* REQUIRED WORK *
Check each line of the material below for the string "write" and reply with how many have it, nothing more.

* SUPPLIED MATERIAL *
[Start of Attachment]
//! In-memory chunk index with cosine KNN and keyword scoring
//!
//! Shared across all runs; concurrent ingest and search take the inner
//! RwLock, so an insert during a search is either fully visible or not at
//! all - results are never corrupted. Scores tie-break by insertion order
//! (stable sort over the insertion sequence).

use serde_json::{Map, Value};
use std::sync::Arc;
use tokio::sync::RwLock;

/// A stored chunk. Created at ingestion, immutable thereafter.
#[derive(Clone, Debug)]
pub struct IndexedChunk {
    pub id: String,
    pub parent_id: String,
    pub title: String,
    pub source: Option<String>,
    pub content: String,
    pub metadata: Map<String, Value>,
    pub embedding: Vec<f32>,
}

/// A scored match from one sub-search
#[derive(Clone, Debug)]
pub struct ScoredChunk {
    pub chunk: Arc<IndexedChunk>,
    pub score: f32,
}

#[derive(Default)]
pub struct VectorIndex {
    entries: RwLock<Vec<Arc<IndexedChunk>>>,
}

impl VectorIndex {
    pub fn new() -> Self {
        Self::default()
    }

    pub async fn insert(&self, chunk: IndexedChunk) {
        self.entries.write().await.push(Arc::new(chunk));
    }

    pub async fn len(&self) -> usize {
        self.entries.read().await.len()
    }

    pub async fn is_empty(&self) -> bool {
        self.entries.read().await.is_empty()
    }

    pub async fn get(&self, id: &str) -> Option<Arc<IndexedChunk>> {
        self.entries
            .read()
            .await
            .iter()
            .find(|c| c.id == id)
            .cloned()
    }

    /// Remove every chunk derived from one ingested document.
    /// Returns the number of chunks removed.
    pub async fn remove_parent(&self, parent_id: &str) -> usize {
        let mut entries = self.entries.write().await;
        let before = entries.len();
        entries.retain(|c| c.parent_id != parent_id);
        before - entries.len()
    }

    /// K-nearest-neighbor lookup by cosine similarity, clamped to [0, 1].
    pub async fn knn(&self, query: &[f32], k: usize) -> Vec<ScoredChunk> {
        let entries = self.entries.read().await;
        let mut scored: Vec<ScoredChunk> = entries
            .iter()
            .map(|chunk| ScoredChunk {
                chunk: chunk.clone(),
                score: cosine_similarity(query, &chunk.embedding).clamp(0.0, 1.0),
            })
            .collect();
        scored.sort_by(|a, b| b.score.total_cmp(&a.score));
        scored.truncate(k);
        scored
    }

    /// Keyword match over content and title. The score is the fraction of
    /// query terms found, with title hits weighted double, normalized to
    /// [0, 1]. Chunks matching no term are omitted.
    pub async fn keyword(&self, query: &str, k: usize) -> Vec<ScoredChunk> {
        let terms: Vec<String> = query
            .to_lowercase()
            .split_whitespace()
            .map(str::to_string)
            .collect();
        if terms.is_empty() {
            return Vec::new();
        }

        let entries = self.entries.read().await;
        let mut scored: Vec<ScoredChunk> = entries
            .iter()
            .filter_map(|chunk| {
                let content = chunk.content.to_lowercase();
                let title = chunk.title.to_lowercase();
                let mut weight = 0.0f32;
                for term in &terms {
                    if content.contains(term.as_str()) {
                        weight += 1.0;
                    }
                    if title.contains(term.as_str()) {
                        weight += 2.0;
                    }
                }
                if weight == 0.0 {
                    return None;
                }
                Some(ScoredChunk {
                    chunk: chunk.clone(),
                    score: (weight / (3.0 * terms.len() as f32)).clamp(0.0, 1.0),
                })
            })
            .collect();
        scored.sort_by(|a, b| b.score.total_cmp(&a.score));
        scored.truncate(k);
        scored
    }
}

/// Cosine similarity of two vectors; 0.0 when either has no magnitude or
/// the dimensions disagree.
pub fn cosine_similarity(a: &[f32], b: &[f32]) -> f32 {
    if a.len() != b.len() || a.is_empty() {
        return 0.0;
    }
    let mut dot = 0.0f32;
    let mut norm_a = 0.0f32;
    let mut norm_b = 0.0f32;
    for (x, y) in a.iter().zip(b.iter()) {
        dot += x * y;
        norm_a += x * x;
        norm_b += y * y;
    }
    if norm_a == 0.0 || norm_b == 0.0 {
        return 0.0;
    }
    dot / (norm_a.sqrt() * norm_b.sqrt())
}

#[cfg(test)]
mod tests {
    use super::*;

    fn chunk(id: &str, parent: &str, title: &str, content: &str, embedding: Vec<f32>) -> IndexedChunk {
        IndexedChunk {
            id: id.to_string(),
            parent_id: parent.to_string(),
            title: title.to_string(),
            source: None,
            content: content.to_string(),
            metadata: Map::new(),
            embedding,
        }
    }

    #[test]
    fn cosine_basics() {
        assert_eq!(cosine_similarity(&[1.0, 0.0], &[1.0, 0.0]), 1.0);
        assert_eq!(cosine_similarity(&[1.0, 0.0], &[0.0, 1.0]), 0.0);
        assert_eq!(cosine_similarity(&[], &[]), 0.0);
        assert_eq!(cosine_similarity(&[1.0], &[1.0, 2.0]), 0.0);
    }

    #[tokio::test]
    async fn knn_orders_by_similarity() {
        let index = VectorIndex::new();
        index.insert(chunk("a", "p", "", "", vec![1.0, 0.0])).await;
        index.insert(chunk("b", "p", "", "", vec![0.0, 1.0])).await;
        index.insert(chunk("c", "p", "", "", vec![0.7, 0.7])).await;

        let hits = index.knn(&[1.0, 0.0], 2).await;
        assert_eq!(hits.len(), 2);
        assert_eq!(hits[0].chunk.id, "a");
        assert_eq!(hits[1].chunk.id, "c");
    }

    #[tokio::test]
    async fn knn_tie_breaks_by_insertion_order() {
        let index = VectorIndex::new();
        index.insert(chunk("first", "p", "", "", vec![1.0, 0.0])).await;
        index.insert(chunk("second", "p", "", "", vec![1.0, 0.0])).await;
        let hits = index.knn(&[1.0, 0.0], 2).await;
        assert_eq!(hits[0].chunk.id, "first");
        assert_eq!(hits[1].chunk.id, "second");
    }

    #[tokio::test]
    async fn keyword_weights_title_double() {
        let index = VectorIndex::new();
        index
            .insert(chunk("body", "p", "other", "rust is nice", vec![1.0]))
            .await;
        index
            .insert(chunk("titled", "p", "rust guide", "something else", vec![1.0]))
            .await;
        let hits = index.keyword("rust", 10).await;
        assert_eq!(hits[0].chunk.id, "titled");
        assert!(hits[0].score > hits[1].score);
    }

    #[tokio::test]
    async fn keyword_omits_non_matches() {
        let index = VectorIndex::new();
        index.insert(chunk("a", "p", "", "alpha beta", vec![1.0])).await;
        index.insert(chunk("b", "p", "", "gamma delta", vec![1.0])).await;
        let hits = index.keyword("alpha", 10).await;
        assert_eq!(hits.len(), 1);
        assert_eq!(hits[0].chunk.id, "a");
    }

    #[tokio::test]
    async fn remove_parent_removes_all_and_only() {
        let index = VectorIndex::new();
        index.insert(chunk("a1", "doc-a", "", "x", vec![1.0])).await;
        index.insert(chunk("a2", "doc-a", "", "x", vec![1.0])).await;
        index.insert(chunk("b1", "doc-b", "", "x", vec![1.0])).await;

        assert_eq!(index.remove_parent("doc-a").await, 2);
        assert_eq!(index.len().await, 1);
        assert!(index.get("b1").await.is_some());
        assert_eq!(index.remove_parent("doc-a").await, 0);
    }
}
[End of Attachment]
* YOUR SOLUTION *
2